Eli Friedman eli.friedman at gmail.com
Fri Jun 6 01:39:06 PDT 2008


On Fri, Jun 6, 2008 at 12:27 AM, Matthijs Kooijman <matthijs at stdin.nl> wrote:
>> Assuming the default value is not a valid entry in your map (for instance,
>> if you're using pointers), you can do:
>>
>> Foo& entry = DenseMap[Key]
>> if (entry == DefaultValue)
>>       entry = constructNewValue();
> The problem here is that the DefaultValue is undefined. However, Chris
> suggested that the default value, ValueT(), is not undefined but simply zero.

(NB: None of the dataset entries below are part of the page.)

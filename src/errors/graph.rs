// Copyright (c) 2025 Steve Wagner (ciroque@live.com)
// SPDX-License-Identifier: MIT

//! Errors raised while registering, validating and accessing the slot graph.

use thiserror::Error;

use crate::graph::PayloadKind;

/// Findings of the graph validator.
///
/// `NoEntryNodes`, `CyclicDependency` and `MissingFileLocator` are fatal: the run
/// never starts. `ZombieNode` and `OrphanNode` are only ever reported through the
/// validation report and the log.
#[derive(Error, Debug, Clone, PartialEq)]
pub enum ValidationError {
    /// No live task depends exclusively on declared input slots.
    #[error("No entry task: every live task depends on at least one produced slot")]
    NoEntryNodes,

    /// A task transitively consumes a slot it produces itself.
    #[error("Cyclic dependency detected: {}", .cycle.join(" -> "))]
    CyclicDependency {
        /// Task names along the cycle, first name repeated at the end.
        cycle: Vec<String>,
    },

    /// A file-resident slot was declared without a file to live in.
    #[error("Special slot '{slot}' has no file locator (expected 'file#folder')")]
    MissingFileLocator { slot: String },

    /// A task input could not be resolved; the task is excluded from execution.
    #[error("Task '{task}' is a zombie: input '{input}' cannot be resolved")]
    ZombieNode { task: String, input: String },

    /// A live task that no entry task can reach.
    #[error("Task '{task}' is not reachable from any entry task")]
    OrphanNode { task: String },
}

impl ValidationError {
    /// Whether this finding prevents the run from starting.
    pub fn is_fatal(&self) -> bool {
        matches!(
            self,
            ValidationError::NoEntryNodes
                | ValidationError::CyclicDependency { .. }
                | ValidationError::MissingFileLocator { .. }
        )
    }
}

/// Errors raised while building a graph or when validation fails.
#[derive(Error, Debug)]
pub enum GraphError {
    #[error("Duplicate slot name: '{0}'")]
    DuplicateSlot(String),

    #[error("Duplicate task name: '{0}'")]
    DuplicateTask(String),

    #[error("Task '{task}' writes to unknown slot '{slot}'")]
    UnknownOutputSlot { task: String, slot: String },

    #[error("Slot '{slot}' already produced by '{existing}', cannot also be produced by '{task}'")]
    MultipleProducers {
        slot: String,
        existing: String,
        task: String,
    },

    #[error("Task '{task}' cannot produce into input slot '{slot}'")]
    ProducesInputSlot { task: String, slot: String },

    #[error("Graph has already been validated")]
    AlreadyValidated,

    #[error("Graph validation failed: {}", join_errors(.0))]
    Validation(Vec<ValidationError>),
}

fn join_errors(errors: &[ValidationError]) -> String {
    errors
        .iter()
        .map(|e| e.to_string())
        .collect::<Vec<_>>()
        .join("; ")
}

/// Errors raised by individual slot operations.
#[derive(Error, Debug, Clone, PartialEq)]
pub enum SlotError {
    /// `GetData` before the producer posted anything.
    #[error("Slot '{0}' has no data")]
    NotReady(String),

    #[error("Slot '{slot}' holds {expected:?} payloads, got {actual:?}")]
    KindMismatch {
        slot: String,
        expected: PayloadKind,
        actual: PayloadKind,
    },

    #[error("Slot '{0}' cannot be evicted: it does not own its data or a consumer has not run")]
    EvictionRefused(String),

    #[error("Task '{task}' has no input '{input}'")]
    NoSuchInput { task: String, input: String },

    #[error("Task '{task}' has no output '{output}'")]
    NoSuchOutput { task: String, output: String },
}
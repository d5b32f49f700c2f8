// Copyright (c) 2025 Steve Wagner (ciroque@live.com)
// SPDX-License-Identifier: MIT

use std::path::Path;

use crate::engine::{EventCounters, RunContext};
use crate::errors::SlotError;
use crate::graph::{DataSlot, Payload, TaskNode};

/// A unit of per-event (or once-only, post-loop) computation.
///
/// Tasks run synchronously and to completion on the thread that owns the graph.
/// They only see the graph through the [`TaskContext`] they are handed.
///
/// Only `exec` is required. The other hooks follow the life of a worker:
/// `create_outputs` before the first event, `bin_changed` between mixing chains,
/// `finish` after the last event, and `terminate` once on the merging side.
pub trait Task: Send {
    /// Called once per worker after validation; a good place to post the
    /// initial (empty) output objects.
    fn create_outputs(&mut self, _ctx: &mut TaskContext<'_>) -> anyhow::Result<()> {
        Ok(())
    }

    fn exec(&mut self, ctx: &mut TaskContext<'_>) -> anyhow::Result<()>;

    fn bin_changed(&mut self, _bin: usize) {}

    fn finish(&mut self, _ctx: &mut TaskContext<'_>) -> anyhow::Result<()> {
        Ok(())
    }

    fn terminate(&mut self, _ctx: &mut TaskContext<'_>) -> anyhow::Result<()> {
        Ok(())
    }
}

/// The view of the graph and the run that a task gets while it executes.
pub struct TaskContext<'a> {
    node: &'a TaskNode,
    slots: &'a mut [DataSlot],
    run: &'a mut RunContext,
}

impl<'a> TaskContext<'a> {
    pub(crate) fn new(node: &'a TaskNode, slots: &'a mut [DataSlot], run: &'a mut RunContext) -> Self {
        Self { node, slots, run }
    }

    pub fn task_name(&self) -> &str {
        self.node.name()
    }

    /// Read input `index` (declaration order).
    pub fn input(&self, index: usize) -> Result<&Payload, SlotError> {
        let id = self
            .node
            .inputs()
            .get(index)
            .ok_or_else(|| self.no_such_input(index.to_string()))?;
        self.slots[id.0 as usize].data()
    }

    pub fn input_named(&self, name: &str) -> Result<&Payload, SlotError> {
        let id = self
            .node
            .inputs()
            .iter()
            .find(|id| self.slots[id.0 as usize].name() == name)
            .ok_or_else(|| self.no_such_input(name.to_string()))?;
        self.slots[id.0 as usize].data()
    }

    /// Post a payload to output `index`, making it ready for this event's consumers.
    pub fn post(&mut self, index: usize, payload: Payload) -> Result<(), SlotError> {
        let slot = self.output_slot(index)?;
        slot.set_data(payload)
    }

    pub fn output(&self, index: usize) -> Result<&Payload, SlotError> {
        let id = self.node.outputs().get(index).ok_or_else(|| SlotError::NoSuchOutput {
            task: self.node.name().to_string(),
            output: index.to_string(),
        })?;
        self.slots[id.0 as usize].data()
    }

    /// Modify output `index` in place. This counts as a post.
    pub fn output_mut(&mut self, index: usize) -> Result<&mut Payload, SlotError> {
        self.output_slot(index)?.data_mut()
    }

    /// Stop propagating the current event once this task returns.
    pub fn request_break(&mut self) {
        self.run.request_break();
    }

    pub fn counters(&mut self) -> &mut EventCounters {
        self.run.counters_mut()
    }

    /// Register out-of-band files (space-separated) to be carried along with
    /// this worker's outputs.
    pub fn register_extra_files(&mut self, names: &str) {
        self.run.register_extra_files(names);
    }

    pub fn event_number(&self) -> u64 {
        self.run.event_number()
    }

    /// The current mixing bin, if events come from an event pool.
    pub fn bin(&self) -> Option<usize> {
        self.run.bin()
    }

    pub fn output_dir(&self) -> &Path {
        self.run.output_dir()
    }

    fn output_slot(&mut self, index: usize) -> Result<&mut DataSlot, SlotError> {
        let id = *self.node.outputs().get(index).ok_or_else(|| SlotError::NoSuchOutput {
            task: self.node.name().to_string(),
            output: index.to_string(),
        })?;
        Ok(&mut self.slots[id.0 as usize])
    }

    fn no_such_input(&self, input: String) -> SlotError {
        SlotError::NoSuchInput {
            task: self.node.name().to_string(),
            input,
        }
    }
}
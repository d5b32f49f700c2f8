// Copyright (c) 2025 Steve Wagner (ciroque@live.com)
// SPDX-License-Identifier: MIT

//! Built-in tasks, used by the demo analysis the binary runs and by the tests.

pub mod demo;
pub mod event_counter;
pub mod event_selection;
pub mod ratio_summary;
pub mod tree_writer;
pub mod value_histogram;

pub use event_counter::*;
pub use event_selection::*;
pub use ratio_summary::*;
pub use tree_writer::*;
pub use value_histogram::*;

This is correct; from the standard: "The expression T(), where T is a
simple-type-specifier (7.1.5.2) for a non-array complete object type
or the (possibly cv-qualified) void type, creates an rvalue of the
specified type, which is value-initialized."  (Section 5.2.3
[expr.type.conv] in the C++0x draft standard; I don't have the
published standard on hand.) And value-initialization is defined to be
zero-initialization for scalar types. (Section 8.5 [dcl.init] in the
C++0x draft.)

> However, on IRC someone was quite positive that it would become undefined.

The reason this is kind of confusing is that in a lot of places, the
standard says something along the lines of "if this object is a
non-POD type, value-initialize it; otherwise, leave it uninitialized"
(examples include automatic variables and class members).